> [Activity] Below are the records; copy out every line that holds the word "copied".

> [Material for the task]

// Link marker resolution
//
//  Copyright (C) 2014-2023 Ryan Specialty, LLC.
//
//  This file is part of WEAVER.
//
//  This program is free software: you can redistribute it and/or modify
//  it under the terms of the GNU General Public License as published by
//  the Free Software Foundation, either version 3 of the License, or
//  (at your option) any later version.
//
//  This program is distributed in the hope that it will be useful,
//  but WITHOUT ANY WARRANTY; without even the implied warranty of
//  MERCHANTABILITY or FITNESS FOR A PARTICULAR PURPOSE.  See the
//  GNU General Public License for more details.
//
//  You should have received a copy of the GNU General Public License
//  along with this program.  If not, see <http://www.gnu.org/licenses/>.

//! Resolution of link markers to declarations.
//!
//! Every link marker within a member's declarations is resolved to a
//!   [`Target`]:
//!     a declaration of the same member together with the accessor kind
//!     reached through it.
//! The accessor kind is determined by how the marker is used:
//!
//! | Use                 | Accessor                 |
//! |---------------------|--------------------------|
//! | `link(M, k)(args)`  | [`AccessorKind::Invoke`] |
//! | `x = link(P, k)`    | [`AccessorKind::Get`]    |
//! | `link(P, k) = v`    | [`AccessorKind::Set`]    |
//! | `link(E, k) += h`   | [`AccessorKind::Add`]    |
//! | `link(E, k) -= h`   | [`AccessorKind::Remove`] |
//!
//! Given the position `p` of the declaration containing the marker,
//!   the chain `c` of that accessor kind resolves each [`LinkKind`] as
//!   follows:
//!
//!   - [`LinkKind::Original`] is the first element of `c`;
//!   - [`LinkKind::Base`] is the last element of `c` positioned before
//!       `p`,
//!         and is an error if there is none;
//!   - [`LinkKind::Current`] is the last element of `c` positioned at or
//!       before `p`;
//!         and
//!   - [`LinkKind::Final`] is the last element of `c`,
//!       independent of `p`.
//!
//! [`LinkKind::Current`] is therefore the marker's own declaration when
//!   that declaration provides the accessor,
//!     and otherwise whatever declaration is visible at its layer.

use super::{
    chain::{ChainDecl, DeclId, DeclOrigin, MemberChains},
    error::LinkError,
    layer::LayerPos,
};
use crate::{
    span::Span,
    syntax::ast::{
        AccessorKind, AssignOp, Block, Expr, ExprKind, InlineHint, LinkKind,
        LinkTable, NodeId, ParamMode,
    },
};
use fxhash::FxHashMap;

/// Declaration and accessor reached by a link marker.
#[derive(Debug, Clone, Copy, PartialEq, Eq)]
pub struct Target {
    pub decl: DeclId,
    pub kind: AccessorKind,
    pub link: LinkKind,
    pub hint: InlineHint,
}

/// Resolved link markers of a single member,
///   keyed by the [`NodeId`] of each link.
#[derive(Debug, Clone, Default, PartialEq)]
pub struct Resolution(FxHashMap<NodeId, Target>);

impl Resolution {
    pub fn get(&self, id: NodeId) -> Option<&Target> {
        self.0.get(&id)
    }

    /// Record the target of a link,
    ///   such as one cloned during inlining.
    pub fn insert(&mut self, id: NodeId, target: Target) {
        self.0.insert(id, target);
    }

    pub fn len(&self) -> usize {
        self.0.len()
    }

    pub fn is_empty(&self) -> bool {
        self.0.is_empty()
    }
}

/// How an expression is used by its parent.
#[derive(Debug, Clone, Copy, PartialEq, Eq)]
enum Usage {
    Call,
    Read,
    Assign(AssignOp),
    Other,
}

impl Usage {
    fn accessor(self) -> Option<AccessorKind> {
        match self {
            Self::Call => Some(AccessorKind::Invoke),
            Self::Read => Some(AccessorKind::Get),
            Self::Assign(AssignOp::Assign) => Some(AccessorKind::Set),
            Self::Assign(AssignOp::Add) => Some(AccessorKind::Add),
            Self::Assign(AssignOp::Sub) => Some(AccessorKind::Remove),
            Self::Other => None,
        }
    }
}

/// Links within `expr` and how each is used.
fn link_uses<'a>(expr: &'a Expr, usage: Usage, out: &mut Vec<(&'a Expr, Usage)>) {
    match &expr.kind {
        ExprKind::Link(_) => out.push((expr, usage)),

        ExprKind::Call(callee, args) => {
            link_uses(callee, Usage::Call, out);

            for arg in args {
                let usage = match arg.mode {
                    ParamMode::Value => Usage::Read,
                    ParamMode::Ref | ParamMode::Out => Usage::Other,
                };
                link_uses(&arg.expr, usage, out);
            }
        }

        ExprKind::Assign(op, lhs, rhs) => {
            link_uses(lhs, Usage::Assign(*op), out);
            link_uses(rhs, Usage::Read, out);
        }

        ExprKind::Member(x, _) | ExprKind::Unary(_, x) | ExprKind::Cast(_, x) => {
            link_uses(x, Usage::Read, out)
        }

        ExprKind::Binary(_, l, r) => {
            link_uses(l, Usage::Read, out);
            link_uses(r, Usage::Read, out);
        }

        ExprKind::Int(_)
        | ExprKind::Str(_)
        | ExprKind::Bool(_)
        | ExprKind::Null
        | ExprKind::Name(_)
        | ExprKind::This
        | ExprKind::Base => (),
    }
}

/// Links within `block` and how each is used,
///   in source order.
pub(super) fn block_links(block: &Block) -> Vec<(&Expr, Option<AccessorKind>)> {
    let mut out = Vec::new();

    for stmt in &block.stmts {
        stmt.walk(&mut |s| {
            s.own_exprs()
                .into_iter()
                .for_each(|e| link_uses(e, Usage::Read, &mut out))
        });
    }

    out.into_iter().map(|(e, usage)| (e, usage.accessor())).collect()
}

/// Find the declaration reached by a link of kind `link` to accessor
///   `kind`,
///     from a declaration at position `pos`.
pub fn lookup(
    member: &MemberChains,
    pos: LayerPos,
    link: LinkKind,
    kind: AccessorKind,
) -> Option<DeclId> {
    let chain = member.chain(kind)?;
    let pos_of = |id: &&DeclId| member.decl(**id).pos;

    match link {
        LinkKind::Original => Some(chain.first()),
        LinkKind::Base => chain.elems.iter().rev().find(|id| pos_of(id) < pos).copied(),
        LinkKind::Current => {
            chain.elems.iter().rev().find(|id| pos_of(id) <= pos).copied()
        }
        LinkKind::Final => Some(chain.last()),
    }
}

/// Resolve every link marker of `member`.
///
/// All errors are reported;
///   any error is fatal to linking of the member.
pub fn resolve(
    member: &MemberChains,
    links: &LinkTable,
) -> Result<Resolution, Vec<LinkError>> {
    let mut resolution = Resolution::default();
    let mut errs = Vec::new();

    for (decl_id, decl) in member.decl_ids().zip(&member.decls) {
        if decl.origin.is_inherited() {
            continue;
        }

        for kind in decl.kinds() {
            let Some(body) = decl.body(kind) else {
                continue;
            };

            for (expr, usage) in block_links(body) {
                match resolve_one(member, decl, expr, usage, links) {
                    Ok(target) => resolution.insert(expr.id, target),
                    Err(e) => errs.push(e),
                }
            }
        }

        tracing::trace!(
            member = %member.name,
            decl = %decl_id,
            pos = %decl.pos,
            "resolved declaration links"
        );
    }

    if errs.is_empty() {
        Ok(resolution)
    } else {
        Err(errs)
    }
}

fn resolve_one(
    member: &MemberChains,
    decl: &ChainDecl,
    expr: &Expr,
    usage: Option<AccessorKind>,
    links: &LinkTable,
) -> Result<Target, LinkError> {
    let span: Span = expr.span;

    let ExprKind::Link(selector) = &expr.kind else {
        return Err(LinkError::UnsupportedLinkUsage(member.name.clone(), span));
    };

    if decl.origin == DeclOrigin::Source {
        return Err(LinkError::LinkOutsideOverride(span));
    }

    if selector.name != member.name {
        return Err(LinkError::ForeignLinkTarget {
            selector: selector.name.clone(),
            member: member.name.clone(),
            span,
        });
    }

    let marker = links
        .get(expr.id)
        .ok_or_else(|| LinkError::UnsupportedLinkUsage(member.name.clone(), span))?;

    let kind = usage
        .filter(|kind| member.kind.accepts(*kind))
        .ok_or_else(|| LinkError::UnsupportedLinkUsage(member.name.clone(), span))?;

    if member.chain(kind).is_none() {
        return Err(LinkError::MissingAccessorChain {
            member: member.name.clone(),
            kind,
            span,
        });
    }

    let target = lookup(member, decl.pos, marker.kind, kind)
        .ok_or_else(|| LinkError::NoBase(member.name.clone(), span))?;

    Ok(Target {
        decl: target,
        kind,
        link: marker.kind,
        hint: marker.hint,
    })
}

> [Solution to the problem]
        LinkKind::Base => chain.elems.iter().rev().find(|id| pos_of(id) < pos).copied(),
            chain.elems.iter().rev().find(|id| pos_of(id) <= pos).copied()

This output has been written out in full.